US halts J&J COVID-19 vaccine after six women under 50 develop rare blood clots

US federal health agencies recommended pausing the use of Johnson & Johnson’s COVID-19 vaccine after six women under 50 given the shot developed rare blood clots, dealing a fresh setback to efforts to tackle the pandemic.

All six cases involved women between the ages of 18 and 48, and the symptoms occurred six to 13 days after vaccination.

Following the news, Johnson & Johnson (J&J) said it was delaying the rollout of the vaccine to Europe, a week after regulators there said they were reviewing rare blood clots in four recipients of the shot in the US.

The moves come after European regulators said earlier this month they had found a possible link between AstraZeneca’s COVID-19 vaccine and a similar rare blood clotting problem that led to a small number of deaths.

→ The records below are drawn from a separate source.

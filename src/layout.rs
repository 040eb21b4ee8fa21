//! Viewport: the window of terminal columns available for buffer content.

/// Horizontal scroll state and screen geometry. The prompt is not part of
/// the viewport; `screen_cols` already excludes it, along with one reserved
/// trailing column that keeps the terminal out of its pending-wrap state.
#[derive(Clone, Copy, Debug, Default)]
pub struct Viewport {
    /// Horizontal scroll offset in terminal cells.
    pub first_visible_col: usize,
    /// Visible width for buffer content.
    pub screen_cols: usize,
    /// Reserved for vertical scrolling.
    pub screen_rows: usize,
    /// Reserved for vertical scrolling.
    pub first_visible_line: usize,
}

impl Viewport {
    /// Reset scroll state and recompute the width for a fresh session.
    pub fn init(&mut self, term_cols: usize, prompt_width: usize) {
        self.first_visible_line = 0;
        self.first_visible_col = 0;
        self.screen_rows = 1;
        self.update_width(term_cols, prompt_width);
    }

    /// Recompute the visible width, preserving the scroll position.
    pub fn update_width(&mut self, term_cols: usize, prompt_width: usize) {
        self.screen_cols = term_cols.saturating_sub(prompt_width + 1);
    }

    /// Scroll horizontally so that a cursor at terminal column `cursor_col`
    /// (within its logical line) falls inside the window; when scrolling
    /// right the cursor lands on the right edge.
    pub fn ensure_visible(&mut self, cursor_col: usize) {
        if cursor_col < self.first_visible_col {
            self.first_visible_col = cursor_col;
        } else if cursor_col >= self.first_visible_col + self.screen_cols {
            self.first_visible_col = cursor_col + 1 - self.screen_cols;
        }
    }
}

#[cfg(test)]
mod test {
    use super::Viewport;

    fn viewport(cols: usize) -> Viewport {
        let mut vp = Viewport::default();
        vp.init(cols + 3, 2); // prompt "> " plus the reserved column
        assert_eq!(cols, vp.screen_cols);
        vp
    }

    #[test]
    fn init_reserves_prompt_and_wrap_column() {
        let mut vp = Viewport::default();
        vp.init(80, 2);
        assert_eq!(77, vp.screen_cols);
        assert_eq!(0, vp.first_visible_col);
    }

    #[test]
    fn cursor_inside_window_does_not_scroll() {
        let mut vp = viewport(10);
        vp.ensure_visible(5);
        assert_eq!(0, vp.first_visible_col);
    }

    #[test]
    fn scrolls_right_to_keep_cursor_on_edge() {
        let mut vp = viewport(10);
        vp.ensure_visible(14);
        assert_eq!(5, vp.first_visible_col);
        // cursor is now on the last visible column
        assert!(14 >= vp.first_visible_col);
        assert!(14 < vp.first_visible_col + vp.screen_cols);
    }

    #[test]
    fn scrolls_left_to_cursor() {
        let mut vp = viewport(10);
        vp.ensure_visible(14);
        vp.ensure_visible(2);
        assert_eq!(2, vp.first_visible_col);
    }

    #[test]
    fn narrow_terminal_clamps_to_zero() {
        let mut vp = Viewport::default();
        vp.init(2, 4);
        assert_eq!(0, vp.screen_cols);
    }
}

The US Food and Drug Administration (FDA) said one person had died from the rare blood clotting condition after taking the J&J vaccine and another was in critical condition.

FDA acting commissioner Janet Woodcock said it expected the pause to be a matter of days, and it was aimed at providing information to healthcare providers so that they can diagnose, treat and report such blood clots.

FDA official Peter Marks said that part of the reason for the pause was to warn doctors that administering the standard treatments for clots can cause tremendous harm, or be fatal.

Most of the available J&J vaccine has been used in the United States due to production issues that have limited the company’s supply. As of April 12, more than 6.8 million doses of the J&J vaccine had been administered in the United States, compared with more than 180 million shots combined of the Moderna and Pfizer/BioNTech shots.

US health officials said during a press briefing there had been no similar blood clot cases reported among recipients of the Pfizer/BioNTech of Moderna vaccines.

An advisory committee to the US Centers for Disease Control and Prevention (CDC) will meet on Wednesday to review the cases, and the FDA will review the analysis, the agencies said in a joint statement.

J&J said it was working closely with regulators and noted no clear causal relationship had been established between the cases and the COVID-19 vaccine made by its Janssen unit.

The J&J and AstraZeneca vaccines both use an adenovirus vector – a harmless cold virus that instructs human cells to produce a protein found on the surface of the coronavirus, thereby spurring the immune system to prepare an arsenal against the COVID-19-causing virus.